Afrik : Qu’attendez-vous du nouveau président Abdoulaye Wade ?
Wade connaît bien le problème casamançais. Suite à la trahison du PS (parti de Senghor puis de Diouf, NDLR), c’est lui qui fut chargé de négocier avec nous un cessez-le-feu en 1991. J’ai rencontré Wade plusieurs fois alors que j’étais détenu au Sénégal. Nous avons aussi retenu de sa campagne qu’il nous désigne comme des « indépendantistes », alors que Diouf ne parlait que de « séparatistes », quand il ne nous traitait pas de « bandits de grand chemin » ou de « frères égarés ». Wade se dit aussi capable de régler le problème casamançais. Il souhaite nous rencontrer, avant d’aller aborder notre problème avec les Bissau-guinéens. C’est à son gouvernement de nous envoyer des signaux maintenant. Nous lui rappellerons, comme à ses prédécesseurs, que le Sénégal, ancienne victime de la colonisation, ne peut être un colon à son tour.

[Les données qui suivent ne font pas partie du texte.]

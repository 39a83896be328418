//! Built-in operator tables.

use sharpexpr_core::{BinaryOp, DataType, PrimitiveKind, UnaryOp};

/// Result type of a built-in binary operation on two non-nullable operands,
/// or `None` when the combination is not built in.
pub fn primitive_binary(op: BinaryOp, left: &DataType, right: &DataType) -> Option<DataType> {
    if left.is_bool() && right.is_bool() {
        return match op {
            BinaryOp::BitAnd
            | BinaryOp::BitOr
            | BinaryOp::BitXor
            | BinaryOp::Equal
            | BinaryOp::NotEqual
            | BinaryOp::AndAlso
            | BinaryOp::OrElse => Some(DataType::bool()),
            _ => None,
        };
    }

    let l = left.primitive_kind()?;
    let r = right.primitive_kind()?;

    if op.is_shift() {
        return (l.is_integer() && r == PrimitiveKind::Int32).then_some(*left);
    }
    if l != r || !l.is_numeric() {
        return None;
    }

    match op {
        _ if op.is_comparison() => Some(DataType::bool()),
        BinaryOp::Add | BinaryOp::Sub | BinaryOp::Mul | BinaryOp::Div | BinaryOp::Rem
            if l != PrimitiveKind::Char =>
        {
            Some(*left)
        }
        _ if op.is_bitwise() && l.is_integer() => Some(*left),
        _ => None,
    }
}

/// Result type of a built-in unary operation.
pub fn primitive_unary(op: UnaryOp, operand: &DataType) -> Option<DataType> {
    let kind = operand.primitive_kind()?;
    let ok = match op {
        UnaryOp::Negate => {
            kind.is_numeric() && !matches!(kind, PrimitiveKind::Char | PrimitiveKind::UInt64)
        }
        UnaryOp::Plus => kind.is_numeric() && kind != PrimitiveKind::Char,
        UnaryOp::Not => kind == PrimitiveKind::Bool || kind.is_integer(),
        UnaryOp::OnesComplement => kind.is_integer(),
    };
    ok.then_some(*operand)
}

#[cfg(test)]
mod tests {
    use super::*;

    fn t(kind: PrimitiveKind) -> DataType {
        DataType::primitive(kind)
    }

    #[test]
    fn arithmetic_requires_matching_numeric_types() {
        let int = t(PrimitiveKind::Int32);
        let long = t(PrimitiveKind::Int64);
        assert_eq!(primitive_binary(BinaryOp::Add, &int, &int), Some(int));
        assert_eq!(primitive_binary(BinaryOp::Add, &int, &long), None);
        assert_eq!(
            primitive_binary(BinaryOp::Less, &long, &long),
            Some(DataType::bool())
        );
        let dec = t(PrimitiveKind::Decimal);
        assert_eq!(primitive_binary(BinaryOp::Rem, &dec, &dec), Some(dec));
    }

    #[test]
    fn bitwise_only_for_integers_and_bool() {
        let double = t(PrimitiveKind::Double);
        let uint = t(PrimitiveKind::UInt32);
        assert_eq!(primitive_binary(BinaryOp::BitAnd, &double, &double), None);
        assert_eq!(primitive_binary(BinaryOp::BitXor, &uint, &uint), Some(uint));
        assert_eq!(
            primitive_binary(BinaryOp::BitOr, &DataType::bool(), &DataType::bool()),
            Some(DataType::bool())
        );
        assert_eq!(
            primitive_binary(BinaryOp::Add, &DataType::bool(), &DataType::bool()),
            None
        );
    }

    #[test]
    fn shifts_take_an_int_count() {
        let long = t(PrimitiveKind::Int64);
        let int = t(PrimitiveKind::Int32);
        assert_eq!(primitive_binary(BinaryOp::Shl, &long, &int), Some(long));
        assert_eq!(primitive_binary(BinaryOp::Shr, &long, &long), None);
        assert_eq!(primitive_binary(BinaryOp::Shl, &t(PrimitiveKind::Float), &int), None);
    }

    #[test]
    fn unary_tables() {
        let int = t(PrimitiveKind::Int32);
        let ulong = t(PrimitiveKind::UInt64);
        assert_eq!(primitive_unary(UnaryOp::Negate, &int), Some(int));
        assert_eq!(primitive_unary(UnaryOp::Negate, &ulong), None);
        assert_eq!(primitive_unary(UnaryOp::Not, &int), Some(int));
        assert_eq!(primitive_unary(UnaryOp::Not, &DataType::bool()), Some(DataType::bool()));
        assert_eq!(primitive_unary(UnaryOp::OnesComplement, &DataType::bool()), None);
        assert_eq!(primitive_unary(UnaryOp::Plus, &t(PrimitiveKind::Char)), None);
    }
}
//! Syntax tree consumed by the sharpexpr binder.
//!
//! Parsing is done elsewhere; this crate only defines the tree shape a parser
//! must produce. See [`Expr`].

pub mod ast;

pub use ast::{Expr, Identifier, UnaryType};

Vous semblez lui laissez le bénéfice d’un a priori favorable. Mettrez-vous des préalables à une éventuelle négociation ?
Tout peut être discuté, hormis la perspective de notre indépendance. La grande question, c’est de savoir si Wade peut se dégager de l’emprise des militaires.
Pourquoi le M.F.D.C. est-il passé, au cours de son histoire, d’une revendication d’autonomie interne à celle de l’indépendance ?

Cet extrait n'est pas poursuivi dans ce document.